Multi Line to Fill (At least one)
# You need to start writing
????
Section to Fill
#===========================Fill This===========================#
# 1. Explanation about what to do.
# !! Remarks to follow / take under consideration.
mX = ???
???
#===============================================================#
# Configuration
# %matplotlib inline
seedNum = 512
np.random.seed(seedNum)
random.seed(seedNum)
# Matplotlib default color palette
lMatPltLibclr = ['#1f77b4', '#ff7f0e', '#2ca02c', '#d62728', '#9467bd', '#8c564b', '#e377c2', '#7f7f7f', '#bcbd22', '#17becf']
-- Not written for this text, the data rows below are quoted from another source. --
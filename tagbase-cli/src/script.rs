//! Applying a configuration script to a store

use crate::config::{AppConfig, WriteConfig};
use anyhow::{Context, Result};
use std::sync::Arc;
use std::thread::{self, JoinHandle};
use std::time::Duration;
use tagbase::{EventId, EventKind, EventSpec, Session, Tagbase};

/// Define types, add tags and register events on `session`
///
/// Returns the registered event ids in script order.
pub fn apply(session: &Session, config: &AppConfig) -> Result<Vec<EventId>> {
    for (i, t) in config.types.iter().enumerate() {
        let data_type = match (&t.definition, &t.name) {
            (Some(text), _) => session.define_type_text(text),
            (None, Some(name)) => session.define_type(name, &t.members),
            (None, None) => continue,
        }
        .with_context(|| format!("Failed to define types[{}]", i))?;
        log::debug!("types[{}] -> {}", i, data_type);
    }

    for tag in &config.tags {
        session
            .add_tag(&tag.name, &tag.type_name, tag.count)
            .with_context(|| format!("Failed to add tag {}", tag.name))?;
    }

    let mut ids = Vec::with_capacity(config.events.len());
    for event in &config.events {
        let kind: EventKind = event.kind.parse()?;
        let mut spec = EventSpec::new(&event.address, kind).with_count(event.count);
        if let Some(value) = &event.value {
            spec = spec.with_value(value.to_tag_value());
        }
        let label = event
            .label
            .clone()
            .unwrap_or_else(|| format!("{} {}", kind, event.address));
        spec = spec.with_user_data(label);

        let id = session
            .event_add(spec)
            .with_context(|| format!("Failed to add {} event on {}", kind, event.address))?;
        log::info!("Registered {} event {} on {}", kind, id, event.address);
        ids.push(id);
    }

    Ok(ids)
}

/// Replay scripted writes from a second session on a background thread
///
/// The thread returns the number of writes performed.
pub fn spawn_writer(db: Arc<Tagbase>, writes: Vec<WriteConfig>) -> JoinHandle<Result<usize>> {
    thread::spawn(move || {
        let session = db.connect("writer");
        for (i, write) in writes.iter().enumerate() {
            if write.delay_ms > 0 {
                thread::sleep(Duration::from_millis(write.delay_ms));
            }
            session
                .write_elements(&write.address, write.count, &write.value.to_tag_value())
                .with_context(|| format!("writes[{}] to {} failed", i, write.address))?;
            log::debug!("Wrote {:?} to {}", write.value, write.address);
        }
        Ok(writes.len())
    })
}

#[cfg(test)]
mod tests {
    use super::*;
    use crate::config::ConfigValue;
    use tagbase::{TagValue, TagbaseConfig};

    #[test]
    fn test_demo_script_produces_notification() {
        let config = AppConfig::demo();
        let db = Arc::new(Tagbase::new(config.server.clone()));
        let session = db.connect("test");

        let ids = apply(&session, &config).unwrap();
        assert_eq!(ids.len(), 1);
        assert!(session.read("PyCDTTAG").unwrap().is_zero());

        let writer = spawn_writer(db.clone(), config.writes.clone());
        let n = session.event_wait(Duration::from_secs(5)).unwrap();
        assert_eq!(writer.join().unwrap().unwrap(), 1);

        assert_eq!(n.id, ids[0]);
        assert_eq!(n.user_data::<String>().map(String::as_str), Some("PyBYTE[5] changed"));
        assert_eq!(session.read("PyBYTE[5]").unwrap(), TagValue::Uint(7));
    }

    #[test]
    fn test_motor_script() {
        let config: AppConfig = toml::from_str(include_str!("../scripts/motor.toml")).unwrap();
        config.validate().unwrap();
        let db = Arc::new(Tagbase::new(config.server.clone()));
        let session = db.connect("test");
        assert_eq!(apply(&session, &config).unwrap().len(), 4);

        let writer = spawn_writer(db.clone(), config.writes.clone());
        assert_eq!(writer.join().unwrap().unwrap(), 5);

        let mut labels = Vec::new();
        while let Some(n) = session.event_poll() {
            labels.push(n.user_data::<String>().cloned().unwrap());
        }
        assert_eq!(
            labels,
            vec![
                "CHANGE Setpoint",
                "motor 1 started",
                "motor 0 overspeed",
                "motor 0 current",
                "motor 0 current",
            ]
        );
        assert_eq!(session.read("Motors[0].Speed").unwrap(), TagValue::Int(1600));
    }

    #[test]
    fn test_apply_reports_failures() {
        let db = Tagbase::new(TagbaseConfig::default());
        let session = db.connect("test");

        let mut config = AppConfig::demo();
        config.tags.push(crate::config::TagConfig {
            name: "PyINT".to_string(),
            type_name: "DINT".to_string(),
            count: 10,
        });
        let err = apply(&session, &config).unwrap_err();
        assert!(format!("{:#}", err).contains("PyINT"));
    }

    #[test]
    fn test_writer_reports_bad_writes() {
        let db = Arc::new(Tagbase::default());
        let writes = vec![WriteConfig {
            address: "Missing".to_string(),
            value: ConfigValue::Int(1),
            count: 0,
            delay_ms: 0,
        }];
        assert!(spawn_writer(db, writes).join().unwrap().is_err());
    }
}
//! # Polygon for BSP Operations
//!
//! Convex polygon with its containing plane and four-way splitting.

use glam::DVec3;

use crate::plane::{Classification, Plane};

/// A convex polygon with associated plane.
#[derive(Debug, Clone)]
pub struct Polygon {
    /// Vertices in counter-clockwise order.
    pub vertices: Vec<DVec3>,
    /// Plane containing this polygon.
    pub plane: Plane,
}

impl Polygon {
    /// Creates a polygon from vertices.
    ///
    /// Returns None if the vertices do not define a valid plane.
    pub fn from_vertices(vertices: Vec<DVec3>) -> Option<Self> {
        if vertices.len() < 3 {
            return None;
        }
        let plane = Plane::from_points(vertices[0], vertices[1], vertices[2])?;
        Some(Self { vertices, plane })
    }

    /// Flips the polygon in place (reverses winding and plane).
    pub fn flip(&mut self) {
        self.vertices.reverse();
        self.plane.flip();
    }

    /// Classifies this polygon relative to a plane.
    pub fn classify(&self, plane: &Plane) -> Classification {
        let mut front_count = 0;
        let mut back_count = 0;

        for &v in &self.vertices {
            match plane.classify_point(v) {
                Classification::Front => front_count += 1,
                Classification::Back => back_count += 1,
                _ => {}
            }
        }

        if front_count > 0 && back_count > 0 {
            Classification::Spanning
        } else if front_count > 0 {
            Classification::Front
        } else if back_count > 0 {
            Classification::Back
        } else {
            Classification::Coplanar
        }
    }

    /// Splits this polygon by a plane into the four output lists.
    ///
    /// ## Parameters
    ///
    /// - `plane`: Splitting plane
    /// - `coplanar_front`: Coplanar polygons facing the same direction
    /// - `coplanar_back`: Coplanar polygons facing the opposite direction
    /// - `front`: Polygons in front of the plane
    /// - `back`: Polygons behind the plane
    pub fn split(
        &self,
        plane: &Plane,
        coplanar_front: &mut Vec<Polygon>,
        coplanar_back: &mut Vec<Polygon>,
        front: &mut Vec<Polygon>,
        back: &mut Vec<Polygon>,
    ) {
        match self.classify(plane) {
            Classification::Coplanar => {
                if self.plane.normal.dot(plane.normal) > 0.0 {
                    coplanar_front.push(self.clone());
                } else {
                    coplanar_back.push(self.clone());
                }
            }
            Classification::Front => front.push(self.clone()),
            Classification::Back => back.push(self.clone()),
            Classification::Spanning => {
                let mut front_verts = Vec::with_capacity(self.vertices.len() + 1);
                let mut back_verts = Vec::with_capacity(self.vertices.len() + 1);

                for i in 0..self.vertices.len() {
                    let j = (i + 1) % self.vertices.len();
                    let vi = self.vertices[i];
                    let vj = self.vertices[j];

                    let ti = plane.classify_point(vi);
                    let tj = plane.classify_point(vj);

                    if ti != Classification::Back {
                        front_verts.push(vi);
                    }
                    if ti != Classification::Front {
                        back_verts.push(vi);
                    }

                    // Edge crosses the plane: add the intersection point to
                    // both sides.
                    if (ti == Classification::Front && tj == Classification::Back)
                        || (ti == Classification::Back && tj == Classification::Front)
                    {
                        let di = plane.signed_distance(vi);
                        let dj = plane.signed_distance(vj);
                        let t = di / (di - dj);
                        let intersection = vi.lerp(vj, t);
                        front_verts.push(intersection);
                        back_verts.push(intersection);
                    }
                }

                if front_verts.len() >= 3 {
                    if let Some(poly) = Polygon::from_vertices(front_verts) {
                        front.push(poly);
                    }
                }
                if back_verts.len() >= 3 {
                    if let Some(poly) = Polygon::from_vertices(back_verts) {
                        back.push(poly);
                    }
                }
            }
        }
    }
}

// =============================================================================
// TESTS
// =============================================================================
# sns.set_theme() #>! Apply SeaBorn theme
runInGoogleColab = 'google.colab' in str(get_ipython())
# Constants
FIG_SIZE_DEF = (8, 8)
ELM_SIZE_DEF = 50
CLASS_COLOR = ('b', 'r')
# Courses Packages
import sys,os
sys.path.append('../')
sys.path.append('../../')
sys.path.append('../../../')
from utils.DataVisualization import PlotConfusionMatrix, PlotLabelsHistogram
# General Auxiliary Functions
Exercise - Decision Tree#
In this exercise we’ll use the Decision Tree model as a classifier.
The SciKit Learn library implement it with the DecisionTreeClassifier class.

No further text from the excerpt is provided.